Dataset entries

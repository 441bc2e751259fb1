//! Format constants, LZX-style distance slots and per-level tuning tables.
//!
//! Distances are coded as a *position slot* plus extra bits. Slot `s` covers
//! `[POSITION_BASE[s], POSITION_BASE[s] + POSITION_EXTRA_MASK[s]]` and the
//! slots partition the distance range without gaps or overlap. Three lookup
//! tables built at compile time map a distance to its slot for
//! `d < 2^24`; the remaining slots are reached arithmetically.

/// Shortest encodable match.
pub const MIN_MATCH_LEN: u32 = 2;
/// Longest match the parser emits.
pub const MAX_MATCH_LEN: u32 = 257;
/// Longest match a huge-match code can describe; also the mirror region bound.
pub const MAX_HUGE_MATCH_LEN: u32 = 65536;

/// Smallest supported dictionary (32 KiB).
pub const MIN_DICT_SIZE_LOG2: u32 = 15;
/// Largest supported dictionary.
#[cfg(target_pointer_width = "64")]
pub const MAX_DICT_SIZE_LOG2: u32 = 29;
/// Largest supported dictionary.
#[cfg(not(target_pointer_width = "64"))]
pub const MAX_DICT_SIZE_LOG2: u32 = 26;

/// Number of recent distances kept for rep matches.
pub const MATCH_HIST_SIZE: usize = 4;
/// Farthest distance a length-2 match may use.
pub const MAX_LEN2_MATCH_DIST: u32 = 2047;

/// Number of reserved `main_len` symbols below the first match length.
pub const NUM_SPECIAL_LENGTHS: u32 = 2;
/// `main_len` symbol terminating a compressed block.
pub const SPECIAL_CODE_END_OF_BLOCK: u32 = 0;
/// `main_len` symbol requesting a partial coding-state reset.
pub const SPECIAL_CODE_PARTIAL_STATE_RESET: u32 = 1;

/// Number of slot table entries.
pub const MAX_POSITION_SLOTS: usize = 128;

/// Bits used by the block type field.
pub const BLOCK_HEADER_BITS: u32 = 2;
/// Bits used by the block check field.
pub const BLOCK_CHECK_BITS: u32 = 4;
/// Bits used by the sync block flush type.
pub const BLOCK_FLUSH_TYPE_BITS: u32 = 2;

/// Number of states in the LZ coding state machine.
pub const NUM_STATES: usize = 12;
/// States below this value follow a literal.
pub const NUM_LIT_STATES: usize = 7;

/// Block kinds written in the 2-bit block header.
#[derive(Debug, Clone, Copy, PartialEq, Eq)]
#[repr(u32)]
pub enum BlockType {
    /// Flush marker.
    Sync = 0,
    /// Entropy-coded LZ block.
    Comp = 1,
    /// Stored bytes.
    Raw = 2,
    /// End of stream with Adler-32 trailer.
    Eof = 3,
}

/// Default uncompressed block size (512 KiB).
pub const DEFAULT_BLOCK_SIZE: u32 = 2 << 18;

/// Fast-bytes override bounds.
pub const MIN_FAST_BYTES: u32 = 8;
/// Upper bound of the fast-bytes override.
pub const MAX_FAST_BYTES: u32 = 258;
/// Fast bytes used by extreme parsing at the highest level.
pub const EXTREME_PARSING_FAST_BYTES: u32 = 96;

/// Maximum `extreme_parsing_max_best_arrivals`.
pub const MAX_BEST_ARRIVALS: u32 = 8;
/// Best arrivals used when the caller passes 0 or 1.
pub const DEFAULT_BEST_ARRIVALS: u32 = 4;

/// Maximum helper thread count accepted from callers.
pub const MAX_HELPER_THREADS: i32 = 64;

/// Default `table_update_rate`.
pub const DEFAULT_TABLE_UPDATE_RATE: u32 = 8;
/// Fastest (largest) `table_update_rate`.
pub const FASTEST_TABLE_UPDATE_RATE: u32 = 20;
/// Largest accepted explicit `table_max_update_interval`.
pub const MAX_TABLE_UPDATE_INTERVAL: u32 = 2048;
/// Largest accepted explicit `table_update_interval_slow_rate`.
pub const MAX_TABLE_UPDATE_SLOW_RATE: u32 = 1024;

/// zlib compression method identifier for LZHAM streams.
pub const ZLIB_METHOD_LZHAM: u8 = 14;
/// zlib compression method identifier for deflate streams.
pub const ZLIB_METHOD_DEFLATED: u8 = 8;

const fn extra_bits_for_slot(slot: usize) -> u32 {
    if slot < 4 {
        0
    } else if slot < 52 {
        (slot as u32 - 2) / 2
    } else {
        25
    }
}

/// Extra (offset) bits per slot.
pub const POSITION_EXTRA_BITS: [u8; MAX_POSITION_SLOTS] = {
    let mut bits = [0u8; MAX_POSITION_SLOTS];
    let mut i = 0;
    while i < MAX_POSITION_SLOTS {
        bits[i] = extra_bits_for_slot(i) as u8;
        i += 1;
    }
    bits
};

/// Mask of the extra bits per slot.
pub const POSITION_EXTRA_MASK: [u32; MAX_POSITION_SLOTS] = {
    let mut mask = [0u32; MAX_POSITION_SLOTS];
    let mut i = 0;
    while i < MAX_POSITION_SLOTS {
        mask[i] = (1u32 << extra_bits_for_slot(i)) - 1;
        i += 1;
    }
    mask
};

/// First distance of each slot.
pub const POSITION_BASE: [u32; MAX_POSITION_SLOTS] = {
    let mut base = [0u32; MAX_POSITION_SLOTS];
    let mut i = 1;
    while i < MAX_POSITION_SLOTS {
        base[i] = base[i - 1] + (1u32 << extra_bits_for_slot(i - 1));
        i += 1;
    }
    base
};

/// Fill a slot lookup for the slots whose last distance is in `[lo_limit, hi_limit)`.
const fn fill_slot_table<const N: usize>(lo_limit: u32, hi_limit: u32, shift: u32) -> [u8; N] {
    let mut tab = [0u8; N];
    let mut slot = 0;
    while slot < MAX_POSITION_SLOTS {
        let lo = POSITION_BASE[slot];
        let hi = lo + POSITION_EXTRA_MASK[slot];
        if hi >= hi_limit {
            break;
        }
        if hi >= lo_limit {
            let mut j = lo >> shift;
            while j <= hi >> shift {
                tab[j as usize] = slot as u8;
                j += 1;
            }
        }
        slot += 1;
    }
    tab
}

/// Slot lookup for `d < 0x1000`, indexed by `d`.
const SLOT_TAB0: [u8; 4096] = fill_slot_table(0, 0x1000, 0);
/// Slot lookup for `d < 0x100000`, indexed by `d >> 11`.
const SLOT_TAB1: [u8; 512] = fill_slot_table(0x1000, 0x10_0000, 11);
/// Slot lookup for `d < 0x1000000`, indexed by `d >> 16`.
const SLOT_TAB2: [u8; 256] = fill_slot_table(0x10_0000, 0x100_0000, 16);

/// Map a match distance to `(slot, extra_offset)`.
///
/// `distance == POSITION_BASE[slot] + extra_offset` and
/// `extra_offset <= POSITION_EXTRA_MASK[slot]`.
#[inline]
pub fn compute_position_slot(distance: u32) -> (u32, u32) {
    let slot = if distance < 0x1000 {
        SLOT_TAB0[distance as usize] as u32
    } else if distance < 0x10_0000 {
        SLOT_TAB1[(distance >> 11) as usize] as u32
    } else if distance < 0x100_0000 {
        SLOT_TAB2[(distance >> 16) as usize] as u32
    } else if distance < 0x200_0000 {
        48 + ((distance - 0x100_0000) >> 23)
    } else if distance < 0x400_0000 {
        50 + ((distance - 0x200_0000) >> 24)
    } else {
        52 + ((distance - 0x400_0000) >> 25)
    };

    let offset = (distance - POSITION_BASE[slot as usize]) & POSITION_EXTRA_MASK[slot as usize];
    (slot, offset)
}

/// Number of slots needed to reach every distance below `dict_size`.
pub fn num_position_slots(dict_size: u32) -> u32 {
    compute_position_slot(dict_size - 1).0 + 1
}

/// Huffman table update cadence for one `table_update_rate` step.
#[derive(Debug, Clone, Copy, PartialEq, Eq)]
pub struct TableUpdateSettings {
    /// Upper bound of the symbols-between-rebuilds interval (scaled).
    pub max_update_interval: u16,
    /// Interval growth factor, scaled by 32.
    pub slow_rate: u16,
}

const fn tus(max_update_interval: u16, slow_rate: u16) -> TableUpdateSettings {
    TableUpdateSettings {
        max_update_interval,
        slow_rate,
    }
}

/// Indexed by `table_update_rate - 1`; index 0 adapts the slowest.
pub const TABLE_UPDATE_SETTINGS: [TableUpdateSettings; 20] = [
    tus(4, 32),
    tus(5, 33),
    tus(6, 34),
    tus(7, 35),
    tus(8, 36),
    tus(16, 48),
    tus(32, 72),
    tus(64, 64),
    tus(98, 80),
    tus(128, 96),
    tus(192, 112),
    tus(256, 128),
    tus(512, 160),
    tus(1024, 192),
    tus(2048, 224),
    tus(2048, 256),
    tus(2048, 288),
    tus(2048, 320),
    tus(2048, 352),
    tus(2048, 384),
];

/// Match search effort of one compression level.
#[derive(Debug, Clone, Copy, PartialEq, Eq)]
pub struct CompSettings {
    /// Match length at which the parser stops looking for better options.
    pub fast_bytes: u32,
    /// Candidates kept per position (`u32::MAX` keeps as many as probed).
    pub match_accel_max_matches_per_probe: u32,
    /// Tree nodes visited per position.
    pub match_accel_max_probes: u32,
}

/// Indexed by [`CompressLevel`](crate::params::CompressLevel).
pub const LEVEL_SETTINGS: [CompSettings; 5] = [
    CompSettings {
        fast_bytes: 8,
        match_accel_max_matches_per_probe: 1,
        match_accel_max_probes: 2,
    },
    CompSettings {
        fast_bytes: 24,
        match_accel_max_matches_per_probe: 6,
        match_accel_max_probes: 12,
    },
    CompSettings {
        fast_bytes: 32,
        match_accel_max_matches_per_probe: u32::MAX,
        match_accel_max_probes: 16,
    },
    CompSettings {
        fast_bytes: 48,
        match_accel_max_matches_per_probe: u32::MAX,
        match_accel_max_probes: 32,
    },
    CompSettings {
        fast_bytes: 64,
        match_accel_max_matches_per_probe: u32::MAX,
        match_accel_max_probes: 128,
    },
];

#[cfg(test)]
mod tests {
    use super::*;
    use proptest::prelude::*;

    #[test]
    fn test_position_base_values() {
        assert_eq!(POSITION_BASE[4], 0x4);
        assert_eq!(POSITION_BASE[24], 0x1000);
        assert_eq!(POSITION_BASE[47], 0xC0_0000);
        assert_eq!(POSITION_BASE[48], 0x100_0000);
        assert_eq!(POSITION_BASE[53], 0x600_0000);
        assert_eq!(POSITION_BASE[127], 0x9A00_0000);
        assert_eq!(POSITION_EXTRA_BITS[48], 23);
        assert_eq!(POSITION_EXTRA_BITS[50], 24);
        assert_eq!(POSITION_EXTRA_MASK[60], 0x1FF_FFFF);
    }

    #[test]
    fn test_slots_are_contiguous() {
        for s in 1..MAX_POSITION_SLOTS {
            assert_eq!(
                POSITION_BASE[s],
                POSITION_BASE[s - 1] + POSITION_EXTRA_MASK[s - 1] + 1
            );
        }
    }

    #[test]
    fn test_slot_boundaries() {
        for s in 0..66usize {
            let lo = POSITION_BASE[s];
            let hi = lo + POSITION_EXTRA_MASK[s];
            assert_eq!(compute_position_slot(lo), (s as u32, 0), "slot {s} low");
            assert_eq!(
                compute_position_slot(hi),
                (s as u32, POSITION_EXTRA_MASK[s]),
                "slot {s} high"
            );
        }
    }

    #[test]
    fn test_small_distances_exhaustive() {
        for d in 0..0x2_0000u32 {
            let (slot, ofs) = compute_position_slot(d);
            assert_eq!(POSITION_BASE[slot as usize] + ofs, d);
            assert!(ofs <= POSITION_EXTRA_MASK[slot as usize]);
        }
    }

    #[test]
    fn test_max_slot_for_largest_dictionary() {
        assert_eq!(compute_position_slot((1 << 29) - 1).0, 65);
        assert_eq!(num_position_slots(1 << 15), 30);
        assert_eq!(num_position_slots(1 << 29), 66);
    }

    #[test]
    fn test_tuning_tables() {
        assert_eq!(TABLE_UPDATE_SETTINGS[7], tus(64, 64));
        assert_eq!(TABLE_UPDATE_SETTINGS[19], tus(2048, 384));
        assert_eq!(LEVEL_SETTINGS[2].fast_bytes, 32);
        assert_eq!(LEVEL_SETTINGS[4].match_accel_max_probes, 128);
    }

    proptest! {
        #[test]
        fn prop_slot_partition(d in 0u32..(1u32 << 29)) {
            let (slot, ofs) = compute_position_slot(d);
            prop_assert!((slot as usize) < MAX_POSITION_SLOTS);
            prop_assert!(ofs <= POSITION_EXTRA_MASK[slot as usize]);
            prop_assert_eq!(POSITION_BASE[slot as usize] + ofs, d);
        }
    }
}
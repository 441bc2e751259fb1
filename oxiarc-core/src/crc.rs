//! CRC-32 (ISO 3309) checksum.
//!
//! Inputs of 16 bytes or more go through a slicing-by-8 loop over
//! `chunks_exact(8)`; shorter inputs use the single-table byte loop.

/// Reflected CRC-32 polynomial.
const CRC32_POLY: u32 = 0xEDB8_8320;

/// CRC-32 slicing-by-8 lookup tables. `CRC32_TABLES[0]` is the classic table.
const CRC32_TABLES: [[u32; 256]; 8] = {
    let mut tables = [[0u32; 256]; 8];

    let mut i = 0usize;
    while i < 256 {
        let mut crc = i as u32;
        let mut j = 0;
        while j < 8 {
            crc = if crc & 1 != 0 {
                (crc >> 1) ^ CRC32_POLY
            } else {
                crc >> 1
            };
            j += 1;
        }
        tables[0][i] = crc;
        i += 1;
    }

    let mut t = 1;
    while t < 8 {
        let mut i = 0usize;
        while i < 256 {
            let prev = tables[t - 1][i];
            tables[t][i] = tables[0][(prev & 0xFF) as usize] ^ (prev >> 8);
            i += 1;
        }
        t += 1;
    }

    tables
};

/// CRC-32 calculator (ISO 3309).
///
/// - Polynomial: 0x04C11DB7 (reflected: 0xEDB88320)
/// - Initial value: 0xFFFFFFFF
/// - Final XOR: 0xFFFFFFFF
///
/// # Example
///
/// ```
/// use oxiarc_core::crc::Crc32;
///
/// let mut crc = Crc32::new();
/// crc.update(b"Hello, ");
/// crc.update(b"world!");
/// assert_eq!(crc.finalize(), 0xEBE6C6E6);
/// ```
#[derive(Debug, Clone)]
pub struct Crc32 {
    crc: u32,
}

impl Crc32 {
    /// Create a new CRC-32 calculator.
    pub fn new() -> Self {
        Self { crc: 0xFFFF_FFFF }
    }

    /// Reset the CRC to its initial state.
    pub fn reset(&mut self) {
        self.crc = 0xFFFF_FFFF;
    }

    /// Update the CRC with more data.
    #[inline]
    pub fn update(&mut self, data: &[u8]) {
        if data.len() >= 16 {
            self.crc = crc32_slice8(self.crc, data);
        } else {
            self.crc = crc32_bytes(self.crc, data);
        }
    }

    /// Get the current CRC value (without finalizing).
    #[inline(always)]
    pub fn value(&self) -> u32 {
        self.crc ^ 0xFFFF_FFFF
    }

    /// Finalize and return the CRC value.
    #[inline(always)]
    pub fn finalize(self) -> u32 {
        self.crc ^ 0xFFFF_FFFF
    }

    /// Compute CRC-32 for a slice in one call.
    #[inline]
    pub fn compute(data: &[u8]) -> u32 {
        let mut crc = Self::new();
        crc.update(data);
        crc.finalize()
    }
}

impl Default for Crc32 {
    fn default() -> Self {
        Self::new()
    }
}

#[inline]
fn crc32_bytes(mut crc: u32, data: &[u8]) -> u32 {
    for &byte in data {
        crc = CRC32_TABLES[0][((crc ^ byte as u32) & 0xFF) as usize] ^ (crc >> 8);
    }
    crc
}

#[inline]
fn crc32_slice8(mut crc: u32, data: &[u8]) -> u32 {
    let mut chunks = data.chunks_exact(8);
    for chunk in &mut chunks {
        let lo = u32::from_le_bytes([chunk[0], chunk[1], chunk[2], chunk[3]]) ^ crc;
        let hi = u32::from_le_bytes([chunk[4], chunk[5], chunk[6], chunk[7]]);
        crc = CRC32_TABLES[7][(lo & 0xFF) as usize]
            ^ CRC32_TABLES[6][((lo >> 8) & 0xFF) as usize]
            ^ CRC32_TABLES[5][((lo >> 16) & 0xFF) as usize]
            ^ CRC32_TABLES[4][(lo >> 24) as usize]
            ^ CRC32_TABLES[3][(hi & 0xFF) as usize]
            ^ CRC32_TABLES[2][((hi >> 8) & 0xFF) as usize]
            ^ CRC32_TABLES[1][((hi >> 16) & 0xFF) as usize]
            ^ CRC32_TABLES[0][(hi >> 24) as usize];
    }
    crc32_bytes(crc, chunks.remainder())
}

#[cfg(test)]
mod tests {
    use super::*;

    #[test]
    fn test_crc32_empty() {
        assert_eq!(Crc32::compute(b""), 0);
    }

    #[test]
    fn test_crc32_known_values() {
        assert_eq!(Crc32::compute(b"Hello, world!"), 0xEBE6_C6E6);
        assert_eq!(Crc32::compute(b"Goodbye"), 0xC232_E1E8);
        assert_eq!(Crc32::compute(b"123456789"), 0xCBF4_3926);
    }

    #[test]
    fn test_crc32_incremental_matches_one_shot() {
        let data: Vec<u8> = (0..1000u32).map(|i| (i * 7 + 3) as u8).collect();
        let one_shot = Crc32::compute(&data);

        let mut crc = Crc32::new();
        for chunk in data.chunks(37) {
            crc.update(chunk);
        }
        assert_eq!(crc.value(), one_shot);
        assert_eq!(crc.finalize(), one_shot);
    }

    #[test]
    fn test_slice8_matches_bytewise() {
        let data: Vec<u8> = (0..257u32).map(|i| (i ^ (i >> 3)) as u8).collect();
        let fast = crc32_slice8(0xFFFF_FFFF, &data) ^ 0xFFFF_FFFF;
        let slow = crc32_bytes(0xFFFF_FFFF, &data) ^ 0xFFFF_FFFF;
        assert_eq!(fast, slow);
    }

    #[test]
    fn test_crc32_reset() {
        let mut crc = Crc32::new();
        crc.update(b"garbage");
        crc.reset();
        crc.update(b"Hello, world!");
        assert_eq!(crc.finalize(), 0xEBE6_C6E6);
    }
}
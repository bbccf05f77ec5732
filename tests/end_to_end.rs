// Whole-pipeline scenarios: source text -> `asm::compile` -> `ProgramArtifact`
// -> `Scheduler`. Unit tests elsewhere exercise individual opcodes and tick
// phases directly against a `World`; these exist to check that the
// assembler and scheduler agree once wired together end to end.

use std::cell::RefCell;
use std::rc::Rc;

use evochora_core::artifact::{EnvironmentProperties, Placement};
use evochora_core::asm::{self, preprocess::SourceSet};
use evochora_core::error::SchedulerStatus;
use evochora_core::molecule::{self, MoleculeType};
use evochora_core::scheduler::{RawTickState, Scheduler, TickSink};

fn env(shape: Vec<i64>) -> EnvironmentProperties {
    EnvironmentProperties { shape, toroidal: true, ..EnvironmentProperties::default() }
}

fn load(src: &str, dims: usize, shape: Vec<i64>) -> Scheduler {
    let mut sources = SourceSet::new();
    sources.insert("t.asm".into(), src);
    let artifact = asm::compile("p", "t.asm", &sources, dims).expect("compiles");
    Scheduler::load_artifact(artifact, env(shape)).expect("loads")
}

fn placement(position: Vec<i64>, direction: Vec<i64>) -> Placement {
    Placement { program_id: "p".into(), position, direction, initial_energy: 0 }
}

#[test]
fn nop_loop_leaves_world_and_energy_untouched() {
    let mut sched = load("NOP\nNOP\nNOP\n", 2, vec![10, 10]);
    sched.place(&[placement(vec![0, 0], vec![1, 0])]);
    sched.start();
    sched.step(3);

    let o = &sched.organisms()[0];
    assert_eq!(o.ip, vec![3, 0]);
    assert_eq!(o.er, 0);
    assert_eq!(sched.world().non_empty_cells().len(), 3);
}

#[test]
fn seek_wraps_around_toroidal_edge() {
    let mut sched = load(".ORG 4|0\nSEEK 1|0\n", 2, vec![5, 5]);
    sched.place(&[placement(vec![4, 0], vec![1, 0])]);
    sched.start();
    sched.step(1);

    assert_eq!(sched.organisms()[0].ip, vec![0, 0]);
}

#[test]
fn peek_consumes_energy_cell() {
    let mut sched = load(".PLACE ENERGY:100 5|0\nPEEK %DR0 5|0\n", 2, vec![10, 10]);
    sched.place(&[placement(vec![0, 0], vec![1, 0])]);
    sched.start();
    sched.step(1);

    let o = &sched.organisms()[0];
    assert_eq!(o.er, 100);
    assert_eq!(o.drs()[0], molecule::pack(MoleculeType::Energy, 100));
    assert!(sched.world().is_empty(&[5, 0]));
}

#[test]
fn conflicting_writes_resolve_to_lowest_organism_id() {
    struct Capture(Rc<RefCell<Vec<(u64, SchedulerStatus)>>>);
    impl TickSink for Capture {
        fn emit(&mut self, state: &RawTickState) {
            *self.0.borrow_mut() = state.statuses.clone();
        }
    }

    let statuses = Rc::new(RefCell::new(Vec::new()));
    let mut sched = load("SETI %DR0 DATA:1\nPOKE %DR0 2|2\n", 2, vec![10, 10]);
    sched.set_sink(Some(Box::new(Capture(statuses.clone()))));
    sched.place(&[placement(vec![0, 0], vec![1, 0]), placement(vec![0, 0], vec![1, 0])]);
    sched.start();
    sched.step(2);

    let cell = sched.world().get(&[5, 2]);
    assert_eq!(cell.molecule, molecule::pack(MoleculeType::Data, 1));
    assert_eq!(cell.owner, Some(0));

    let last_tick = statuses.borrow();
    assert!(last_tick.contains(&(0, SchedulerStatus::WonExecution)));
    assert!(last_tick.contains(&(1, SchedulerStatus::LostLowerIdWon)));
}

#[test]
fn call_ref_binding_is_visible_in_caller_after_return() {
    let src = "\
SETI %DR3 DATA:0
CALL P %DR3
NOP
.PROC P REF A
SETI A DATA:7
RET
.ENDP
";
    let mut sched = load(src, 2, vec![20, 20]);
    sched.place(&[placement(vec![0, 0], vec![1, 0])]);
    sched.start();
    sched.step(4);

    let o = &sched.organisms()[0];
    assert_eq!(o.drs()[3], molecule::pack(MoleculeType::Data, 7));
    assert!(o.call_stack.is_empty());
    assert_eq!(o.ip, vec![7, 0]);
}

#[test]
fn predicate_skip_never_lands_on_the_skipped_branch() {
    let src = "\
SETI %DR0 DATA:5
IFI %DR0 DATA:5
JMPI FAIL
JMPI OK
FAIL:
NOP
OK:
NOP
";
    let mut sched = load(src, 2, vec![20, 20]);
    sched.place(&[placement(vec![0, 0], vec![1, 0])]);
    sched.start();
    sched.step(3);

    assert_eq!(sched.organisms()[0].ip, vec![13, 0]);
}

--- Problem description ---
Write down again, exactly as given, only the lines above that fall from the line with "fn crc32_bytes(mut crc: u32, data: &[u8])" to the line with "for chunk in &mut", inclusive.

--- Written reply ---
fn crc32_bytes(mut crc: u32, data: &[u8]) -> u32 {
    for &byte in data {
        crc = CRC32_TABLES[0][((crc ^ byte as u32) & 0xFF) as usize] ^ (crc >> 8);
    }
    crc
}

#[inline]
fn crc32_slice8(mut crc: u32, data: &[u8]) -> u32 {
    let mut chunks = data.chunks_exact(8);
    for chunk in &mut chunks {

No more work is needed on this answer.